Mental Fog Can Be Cured
Lately, I’ve experienced mental fog - big time! I’m juggling a lot of different projects right now, and my mind always seems to be racing from one thought to the next…and then poof! Whatever I was just thinking about is abracadabra…gone! We’ve all experienced mental fog. As a hypnotist, I help my clients deal with this all the time, but sometimes I need a reminder on how to alleviate the symptoms so I can work at my maximum effectiveness! So whether this is for you or for me…it’s time to re-assess what’s going on when you feel like your brain is made of cloud puffs instead of an actual brain.
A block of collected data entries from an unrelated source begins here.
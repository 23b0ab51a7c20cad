//! This module reimports a common used types.

pub use crate::construction::AntError;
pub use crate::construction::AntParams;

pub use crate::models::Demand;
pub use crate::models::GraphBuilder;
pub use crate::models::Problem;
pub use crate::models::SharedGraph;
pub use crate::models::Vehicle;
pub use crate::models::solution::AntSolution;

pub use crate::refinement::ExchangeTwoOpt;
pub use crate::refinement::LocalOperator;

pub use crate::solver::Ant;
pub use crate::solver::AntHandle;
pub use crate::solver::Colony;
pub use crate::solver::ColonyConfig;
pub use crate::solver::ColonyRunner;

pub use crate::utils::DefaultRandom;
pub use crate::utils::Environment;
pub use crate::utils::GenericError;
pub use crate::utils::GenericResult;
pub use crate::utils::InfoLogger;
pub use crate::utils::Random;
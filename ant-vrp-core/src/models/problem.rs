#[cfg(test)]
#[path = "../../tests/unit/models/problem_test.rs"]
mod problem_test;

use crate::models::{SharedGraph, Vehicle};
use crate::utils::GenericResult;
use rustc_hash::FxHashSet;
use std::sync::Arc;

/// A demand type.
pub type Demand = u32;

/// Defines a routing problem solved by the colony.
pub struct Problem {
    /// A graph shared by all ants.
    pub graph: Arc<SharedGraph>,
    /// Available vehicles.
    pub vehicles: Vec<Vehicle>,
    /// Demand per node, its length equals to graph size.
    pub demands: Vec<Demand>,
}

impl Problem {
    /// Creates a new instance of `Problem` checking that its parts are consistent.
    pub fn new(graph: Arc<SharedGraph>, vehicles: Vec<Vehicle>, demands: Vec<Demand>) -> GenericResult<Self> {
        if demands.len() != graph.size() {
            return Err(format!("expecting {} demands, got {}", graph.size(), demands.len()).into());
        }

        let mut ids = FxHashSet::default();
        for vehicle in vehicles.iter() {
            if !ids.insert(vehicle.id) {
                return Err(format!("duplicate vehicle id: {}", vehicle.id).into());
            }

            if vehicle.depot >= graph.size() {
                return Err(format!("vehicle {} has unknown depot: {}", vehicle.id, vehicle.depot).into());
            }

            if vehicle.max_distance.is_nan() || vehicle.max_distance < 0. {
                return Err(format!("vehicle {} has invalid max distance", vehicle.id).into());
            }
        }

        Ok(Self { graph, vehicles, demands })
    }

    /// Returns total demand of all nodes.
    pub fn total_demand(&self) -> u64 {
        self.demands.iter().map(|&demand| demand as u64).sum()
    }
}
Some symptoms include:
Find it hard to focus
Poor communication skills
Brain fog is a result of any type of imbalance in the control center of the brain, otherwise known as the hypothalamus. This imbalance can be a result of inflammation, free radicals or any type of stress brought on by several factors, such as:
Not getting enough sun exposure
Even though mental fog is natural as a result of our busy, nonstop lifestyles, it shouldn’t happen frequently. If you feel that you’re experiencing fogginess more often than you’d like, then here are some simple changes you can do to stop it from happening and prevent any future occurrences.
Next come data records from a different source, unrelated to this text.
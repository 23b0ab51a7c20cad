//! Output formats of the solve command.

#[cfg(test)]
#[path = "../../../tests/unit/extensions/solve/formats_test.rs"]
mod formats_test;

use ant_vrp_core::models::Problem;
use ant_vrp_core::models::solution::{AntSolution, route_cost};
use ant_vrp_core::prelude::GenericError;
use ant_vrp_core::solver::AntResult;
use ant_vrp_scientific::tsplib::TsplibInfo;
use serde::Serialize;
use std::io::{BufWriter, Write};

/// Results of all ants within one round.
#[derive(Clone, Debug, Serialize)]
#[serde(rename_all = "camelCase")]
pub struct RoundReport {
    /// A round number starting from 1, zero means that no round was run.
    pub round: usize,
    /// Results per ant ordered by ant id.
    pub ants: Vec<AntReport>,
}

/// A result of a single ant: either its routes or the reason of failure.
#[derive(Clone, Debug, Serialize)]
#[serde(rename_all = "camelCase")]
pub struct AntReport {
    /// An ant id.
    pub ant_id: usize,
    /// A total cost of the solution.
    #[serde(skip_serializing_if = "Option::is_none")]
    pub cost: Option<f64>,
    /// Routes ordered by vehicle id.
    #[serde(skip_serializing_if = "Vec::is_empty")]
    pub routes: Vec<RouteReport>,
    /// An error message when the ant has failed.
    #[serde(skip_serializing_if = "Option::is_none")]
    pub error: Option<String>,
}

/// A single vehicle route.
#[derive(Clone, Debug, Serialize)]
#[serde(rename_all = "camelCase")]
pub struct RouteReport {
    /// A vehicle id.
    pub vehicle_id: usize,
    /// Visited nodes starting from the depot, the return to depot is implicit.
    pub nodes: Vec<usize>,
    /// A total load picked up on the route.
    pub load: u64,
    /// A route cost including the return to depot.
    pub cost: f64,
}

/// Creates a report from round results.
pub fn create_round_report(round: usize, results: &[(usize, AntResult)], problem: &Problem) -> RoundReport {
    let ants = results
        .iter()
        .map(|(ant_id, result)| match result {
            Ok(solution) => AntReport {
                ant_id: *ant_id,
                cost: Some(solution.cost),
                routes: create_route_reports(solution, problem),
                error: None,
            },
            Err(err) => AntReport { ant_id: *ant_id, cost: None, routes: vec![], error: Some(err.to_string()) },
        })
        .collect();

    RoundReport { round, ants }
}

/// Formats a one-line summary of the ant's round.
pub fn format_ant_summary(round: usize, ant_id: usize, result: &AntResult) -> String {
    match result {
        Ok(solution) => {
            format!("round {round}, ant {ant_id}: cost {:.3}, {} route(s)", solution.cost, solution.routes.len())
        }
        Err(err) => format!("round {round}, ant {ant_id}: failed: {err}"),
    }
}

/// Formats a one-line summary of the problem.
pub fn format_problem_summary(info: &TsplibInfo, problem: &Problem) -> String {
    let name = info.name.as_deref().unwrap_or("unnamed");
    let comment = info.comment.as_deref().map(|comment| format!(" {comment}")).unwrap_or_default();

    format!(
        "problem '{name}'{comment}: type CVRP, {} node(s), {} vehicle(s), total demand {}",
        problem.graph.size(),
        problem.vehicles.len(),
        problem.total_demand()
    )
}

/// Formats vehicles and nodes of the problem, one per line.
pub fn format_problem_details(info: &TsplibInfo, problem: &Problem) -> Vec<String> {
    let vehicles = problem.vehicles.iter().map(|vehicle| {
        format!(
            "vehicle {}: depot {}, capacity {}, max distance {}",
            vehicle.id, vehicle.depot, vehicle.max_capacity, vehicle.max_distance
        )
    });

    let nodes = info
        .coordinates
        .iter()
        .zip(problem.demands.iter())
        .enumerate()
        .map(|(node, ((x, y), demand))| format!("node {node}: ({x}, {y}), demand {demand}"));

    vehicles.chain(nodes).collect()
}

/// Writes the report as json.
pub fn write_round_report<W: Write>(writer: BufWriter<W>, report: &RoundReport) -> Result<(), GenericError> {
    let mut writer = writer;

    serde_json::to_writer_pretty(&mut writer, report).map_err(|err| format!("cannot write result: '{err}'"))?;
    writer.flush()?;

    Ok(())
}

fn create_route_reports(solution: &AntSolution, problem: &Problem) -> Vec<RouteReport> {
    solution
        .sorted_routes()
        .into_iter()
        .map(|(vehicle_id, route)| RouteReport {
            vehicle_id,
            nodes: route.clone(),
            load: solution
                .visits
                .get(&vehicle_id)
                .map_or(0, |visits| visits.iter().map(|(_, load)| *load as u64).sum()),
            cost: route_cost(route, problem.graph.as_ref()),
        })
        .collect()
}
Eat right and drink lots of water
It’s amazing how much power our food has over us. Processed foods, foods high in saturated fats and gluten all have a negative effect on your brain. So much so that a study has proven how gluten sensitivity has been linked to low concentration and focus abilities. Also, not getting enough water into your system can lead to brain freeze. Keep a glass of water nearby and take frequent sips throughout the day.
Take your vitamins
If your diet is lacking in antioxidants, vitamins, such as D and B complex, or minerals, such as calcium, zinc and magnesium, then you should start looking for supplements that work along your diet and provide you with all the necessary nourishment you’re lacking.
Get better sleep
We all sleep, but it’s the quality of our sleep that can either make us or break us. High quality sleep improves brain function on a whole. While it’s ideal to get the full 8 hours each night, some people require only 6 for optimal effectiveness. Find what works best for you, then regulate your sleep by creating a relaxing bedtime routine and a comfortable sleeping area. Comfy pillows, ear plugs, curtains/blinds that block daylight, and keeping a comfortable room temperature are things I did to make my bedroom more comfortable.
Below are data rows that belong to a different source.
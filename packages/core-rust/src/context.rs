use std::collections::{BTreeMap, HashMap};
use std::sync::Arc;
use std::time::Duration;

use tokio_util::sync::CancellationToken;

use crate::args::CallArgs;

/// Per-call context for one logical outbound request.
///
/// Created by the caller before endpoint selection and threaded through every
/// retry attempt. Handlers fill in the lazily-resolved fields (`strategy`,
/// `protocol`, `filters`, `endpoint`) as the call moves down the chain.
#[derive(Debug, Clone)]
pub struct CallContext {
    /// Service being called.
    pub target_service: String,
    /// Service issuing the call. Empty when the caller is not a named service.
    pub source_service: String,
    /// Operation name, used for logs only.
    pub operation: String,
    /// Requested protocol. Empty until resolved against the picked instance.
    pub protocol: String,
    /// Selection strategy name. Once set it is reused for every retry round.
    pub strategy: String,
    /// Ordered instance filter names.
    pub filters: Vec<String>,
    /// Tags an instance must carry to be eligible.
    pub route_tags: BTreeMap<String, String>,
    /// Endpoint address chosen for the current attempt.
    pub endpoint: String,
    /// Transport-specific arguments.
    pub args: Option<Arc<dyn CallArgs>>,
    /// Generic call metadata propagated alongside the request.
    pub metadata: HashMap<String, String>,
    /// Distributed trace identifier.
    pub trace_id: String,
    /// Cancelled by the caller when the call is abandoned.
    pub cancel: CancellationToken,
    /// Per-attempt deadline enforced by the transport layer.
    pub timeout: Option<Duration>,
}

impl CallContext {
    /// Creates a context for a call from `source_service` to `target_service`
    /// with a fresh trace id.
    #[must_use]
    pub fn new(source_service: impl Into<String>, target_service: impl Into<String>) -> Self {
        Self {
            target_service: target_service.into(),
            source_service: source_service.into(),
            operation: String::new(),
            protocol: String::new(),
            strategy: String::new(),
            filters: Vec::new(),
            route_tags: BTreeMap::new(),
            endpoint: String::new(),
            args: None,
            metadata: HashMap::new(),
            trace_id: uuid::Uuid::new_v4().to_string(),
            cancel: CancellationToken::new(),
            timeout: None,
        }
    }

    #[must_use]
    pub fn with_operation(mut self, operation: impl Into<String>) -> Self {
        self.operation = operation.into();
        self
    }

    #[must_use]
    pub fn with_protocol(mut self, protocol: impl Into<String>) -> Self {
        self.protocol = protocol.into();
        self
    }

    #[must_use]
    pub fn with_strategy(mut self, strategy: impl Into<String>) -> Self {
        self.strategy = strategy.into();
        self
    }

    #[must_use]
    pub fn with_args(mut self, args: impl CallArgs + 'static) -> Self {
        self.args = Some(Arc::new(args));
        self
    }

    #[must_use]
    pub fn with_metadata(mut self, key: impl Into<String>, value: impl Into<String>) -> Self {
        self.metadata.insert(key.into(), value.into());
        self
    }

    #[must_use]
    pub fn with_route_tag(mut self, key: impl Into<String>, value: impl Into<String>) -> Self {
        self.route_tags.insert(key.into(), value.into());
        self
    }

    #[must_use]
    pub fn with_timeout(mut self, timeout: Duration) -> Self {
        self.timeout = Some(timeout);
        self
    }

    /// Reads a metadata entry, returning an empty string when it is absent.
    #[must_use]
    pub fn read_metadata(&self, key: &str) -> String {
        self.metadata.get(key).cloned().unwrap_or_default()
    }

    #[must_use]
    pub fn is_cancelled(&self) -> bool {
        self.cancel.is_cancelled()
    }
}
When you exercise, you send fresh, oxygenated blood to your entire body, mainly your brain. This boosts its cognitive functions and diminishes brain fog. Studies have proven how exercise can improve learning and study skills, optimize concentration and memory skills. Exercise doesn’t have to be running 3 miles every day or lifting weights. Just MOVE your body. Doing a few stretches or a 10 minute walk will make a huge difference in reducing mental fog.
Find a hobby
While it may seem like there aren’t enough hours in the day to do what needs to be done, let alone find time to enjoy a hobby, there are ways to incorporate fun, relaxing activities into your weekly schedule. The first step is to carve out some “me” time and stop thinking it’s selfish, like most of us do. The second step is to find something you enjoy doing just to chill out. It could be meditating by yourself in a quiet room with scented candles, or a class or club and getting to meet new people. The final step is to decompress and enjoy.
Brain fog is completely reversible. You need to do the work and find out what works for you. Each one of us is unique, so it may be a bit challenging at first to find that perfect fit. But you’ll be glad you put in the effort once you regain clarity and be able to perform at your best. And now that my weekly blog is done? I’m going for a walk.